Herr Lenz, genau, es wird Sie ja jetzt nicht überraschen, zu Ihrem Wortbeitrag ist eine Kurzintervention von Herrn Dr. Weiß angemeldet worden.
Punkt 1. Ich weiß nicht, wie man so kollektiv was falsch hören kann. Ich habe kein einziges Wort über Hochseeschifffahrt gesagt, …
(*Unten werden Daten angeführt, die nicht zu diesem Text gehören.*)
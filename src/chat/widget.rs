//! Mounted chat widget
//!
//! Wraps a [`ConversationSession`] with the two timers the widget needs:
//! the idle timer that may pop the greeting bubble, and the simulated
//! thinking delay before each bot reply. Both run as tokio tasks that only
//! hold a weak reference to the session and are aborted on teardown.

use std::sync::{Arc, Mutex, MutexGuard, Weak};

use tokio::sync::broadcast;
use tokio::task::JoinHandle;
use tokio::time::sleep;

use crate::chat::delay::{ReplyDelay, UniformDelay};
use crate::chat::responder::match_rule;
use crate::chat::rules::RULES;
use crate::chat::session::{ConversationSession, PendingReply, SendOutcome, VisibilityOutcome};
use crate::chat::visibility::{Transition, Visibility, VisibilityEvent};
use crate::types::config::WidgetConfig;
use crate::types::message::{Message, MessageId};
use crate::types::routing::RuleCategory;

const EVENT_CAPACITY: usize = 64;

/// Change notifications for the presentation layer.
#[derive(Debug, Clone, PartialEq, Eq)]
pub enum WidgetEvent {
    /// A message was appended; the view should scroll to the latest one.
    MessageAppended(MessageId),
    TypingChanged(bool),
    VisibilityChanged {
        visibility: Visibility,
        greeting_bubble: bool,
    },
    /// The assistant offered to book a call; hosts may route to their contact section.
    ContactSuggested,
}

/// Render state of the widget at one point in time
#[derive(Debug, Clone, PartialEq)]
pub struct WidgetSnapshot {
    pub messages: Vec<Message>,
    pub is_typing: bool,
    pub visibility: Visibility,
    pub greeting_bubble: bool,
    pub has_user_interacted: bool,
}

impl Default for WidgetSnapshot {
    fn default() -> Self {
        Self {
            messages: Vec::new(),
            is_typing: false,
            visibility: Visibility::Closed,
            greeting_bubble: false,
            has_user_interacted: false,
        }
    }
}

pub struct ChatWidget {
    session: Arc<Mutex<ConversationSession>>,
    events: broadcast::Sender<WidgetEvent>,
    delay: Arc<dyn ReplyDelay>,
    tasks: Mutex<Vec<JoinHandle<()>>>,
    config: WidgetConfig,
}

fn lock(session: &Mutex<ConversationSession>) -> MutexGuard<'_, ConversationSession> {
    session.lock().expect("session mutex poisoned")
}

fn publish(events: &broadcast::Sender<WidgetEvent>, batch: Vec<WidgetEvent>) {
    for event in batch {
        // No subscriber is fine; nothing is rendering yet.
        let _ = events.send(event);
    }
}

fn visibility_events(session: &ConversationSession, outcome: &VisibilityOutcome) -> Vec<WidgetEvent> {
    let mut batch = Vec::new();
    if let Some(id) = outcome.greeting {
        batch.push(WidgetEvent::MessageAppended(id));
    }
    if outcome.transition.changed {
        batch.push(WidgetEvent::VisibilityChanged {
            visibility: session.visibility().visibility(),
            greeting_bubble: session.visibility().greeting_bubble(),
        });
    }
    batch
}

impl ChatWidget {
    /// Mount a widget with the uniform thinking delay from `config`.
    ///
    /// Must be called from within a tokio runtime: the idle timer starts here.
    pub fn mount(config: WidgetConfig) -> Self {
        let delay = UniformDelay::new(config.reply_delay_min, config.reply_delay_max);
        Self::with_delay(config, Arc::new(delay))
    }

    /// Mount with a custom delay strategy.
    pub fn with_delay(config: WidgetConfig, delay: Arc<dyn ReplyDelay>) -> Self {
        let (events, _) = broadcast::channel(EVENT_CAPACITY);
        let widget = Self {
            session: Arc::new(Mutex::new(ConversationSession::new())),
            events,
            delay,
            tasks: Mutex::new(Vec::new()),
            config,
        };
        tracing::info!(session = %widget.session_id(), "Chat widget mounted");
        widget.start_idle_timer();
        widget
    }

    pub fn config(&self) -> &WidgetConfig {
        &self.config
    }

    pub fn session_id(&self) -> uuid::Uuid {
        lock(&self.session).id()
    }

    pub fn subscribe(&self) -> broadcast::Receiver<WidgetEvent> {
        self.events.subscribe()
    }

    pub fn snapshot(&self) -> WidgetSnapshot {
        let session = lock(&self.session);
        WidgetSnapshot {
            messages: session.messages().to_vec(),
            is_typing: session.is_typing(),
            visibility: session.visibility().visibility(),
            greeting_bubble: session.visibility().greeting_bubble(),
            has_user_interacted: session.has_user_interacted(),
        }
    }

    pub fn open(&self) -> Transition {
        self.apply(VisibilityEvent::Open)
    }

    pub fn close(&self) -> Transition {
        self.apply(VisibilityEvent::Close)
    }

    pub fn toggle(&self) -> Transition {
        self.apply(VisibilityEvent::Toggle)
    }

    pub fn dismiss_greeting(&self) -> Transition {
        self.apply(VisibilityEvent::DismissGreeting)
    }

    /// Send visitor text and schedule the bot reply.
    pub fn send(&self, text: &str) -> SendOutcome {
        let outcome = lock(&self.session).append_user_message(text);
        match &outcome {
            SendOutcome::Sent { message_id, reply } => {
                publish(
                    &self.events,
                    vec![
                        WidgetEvent::MessageAppended(*message_id),
                        WidgetEvent::TypingChanged(true),
                    ],
                );
                self.schedule_reply(reply.clone());
            }
            SendOutcome::Ignored(reason) => {
                tracing::debug!(?reason, "Send ignored");
            }
        }
        outcome
    }

    /// A clicked quick reply is sent exactly as if it had been typed.
    pub fn select_suggestion(&self, suggestion: &str) -> SendOutcome {
        self.send(suggestion)
    }

    /// Tear the widget down. Pending timers are cancelled and the session
    /// refuses any late reply.
    pub fn unmount(self) {
        drop(self);
    }

    fn apply(&self, event: VisibilityEvent) -> Transition {
        let (transition, batch) = {
            let mut session = lock(&self.session);
            let outcome = session.handle_visibility(event);
            (outcome.transition, visibility_events(&session, &outcome))
        };
        publish(&self.events, batch);
        transition
    }

    fn start_idle_timer(&self) {
        let session = Arc::downgrade(&self.session);
        let events = self.events.clone();
        let wait = self.config.greeting_delay;

        let handle = tokio::spawn(async move {
            sleep(wait).await;
            let Some(session) = Weak::upgrade(&session) else {
                return;
            };
            let batch = {
                let mut session = lock(&session);
                let outcome = session.handle_visibility(VisibilityEvent::IdleTimeout);
                if outcome.transition.greeting_shown {
                    tracing::info!(session = %session.id(), "Greeting bubble shown");
                }
                visibility_events(&session, &outcome)
            };
            publish(&events, batch);
        });
        self.track(handle);
    }

    fn schedule_reply(&self, pending: PendingReply) {
        let session = Arc::downgrade(&self.session);
        let events = self.events.clone();
        let wait = self.delay.next_delay();
        tracing::debug!(ticket = pending.ticket(), delay_ms = wait.as_millis() as u64, "Reply scheduled");

        let handle = tokio::spawn(async move {
            sleep(wait).await;
            let Some(session) = Weak::upgrade(&session) else {
                return;
            };
            let delivered = lock(&session).deliver_reply(&pending).map(|message| message.id);
            match delivered {
                Ok(id) => {
                    let mut batch = vec![
                        WidgetEvent::MessageAppended(id),
                        WidgetEvent::TypingChanged(false),
                    ];
                    let category = match_rule(RULES, pending.utterance()).map(|rule| rule.category);
                    if category == Some(RuleCategory::Scheduling) {
                        batch.push(WidgetEvent::ContactSuggested);
                    }
                    publish(&events, batch);
                }
                Err(e) => tracing::debug!("Dropping reply: {}", e),
            }
        });
        self.track(handle);
    }

    fn track(&self, handle: JoinHandle<()>) {
        let mut tasks = self.tasks.lock().expect("tasks mutex poisoned");
        tasks.retain(|task| !task.is_finished());
        tasks.push(handle);
    }
}

impl Drop for ChatWidget {
    fn drop(&mut self) {
        if let Ok(mut tasks) = self.tasks.lock() {
            for task in tasks.drain(..) {
                task.abort();
            }
        }
        if let Ok(mut session) = self.session.lock() {
            session.dispose();
            tracing::info!(session = %session.id(), "Chat widget unmounted");
        }
    }
}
… sondern ich habe im Hinblick auf die Verschmutzung der Ostsee unter anderem auf die Forschungen aus der Physischen Geografie
am Oder-Ästuar hingewiesen. Ich will das jetzt nicht lang und breit auswälzen, aber, wenn wir allein daran denken, was seit 140 Jahren aus dem oberschlesischen Raum die Oder entlang bis in die Ostsee gelangt, das hat mit Schifffahrt nichts zu tun, aber hat maßgeblich etwas zu tun mit der Verschmutzung der Ostsee, beispielsweise mit Schwermetallen, mit Spurenelementen, die hochtoxisch sind und die auf die Fauna genauso wie auf die Flora des Meeres Einfluss haben. Ja, kein Wort über die Schifffahrt und über vielleicht Verklappung von irgendwelchen Dingen dort.
Punkt 2. Ich habe im Hinblick auf den Klimawandel nicht in irgendeine Richtung gewiesen, sondern nur auf die Fragestellung, dass der Klimawandel ein Grund dafür ist, dass es hier zu Irritationen kommt. Das entscheidende Thema, was das Institut für Ostseeforschung diesbezüglich auch in den Veröffentlichungen immer wieder bestätigt, und zwar egal, aus welcher Abteilung, ist das Auseinanderdriften der Schlüpfzeit der Larven und der Verfügbarkeit des nötigen Futters. Es ist völlig egal, ob es beim Klima oder in der Erwärmung oder in der Abkühlung der Ostsee in die eine oder andere Richtung geht, das Auseinanderdriften dieser beiden Zeiten führt dazu, dass teilweise bis zu 80 Prozent der Larven kurz nach ihrem Schlüpfen verhungern. Das ist der Hintergrund. Was anderes habe ich auch gar nicht angedeutet.
Das Dritte erspare ich mir, wir sind so weit fortgeschritten in der Zeit. – Ich danke für die Aufmerksamkeit.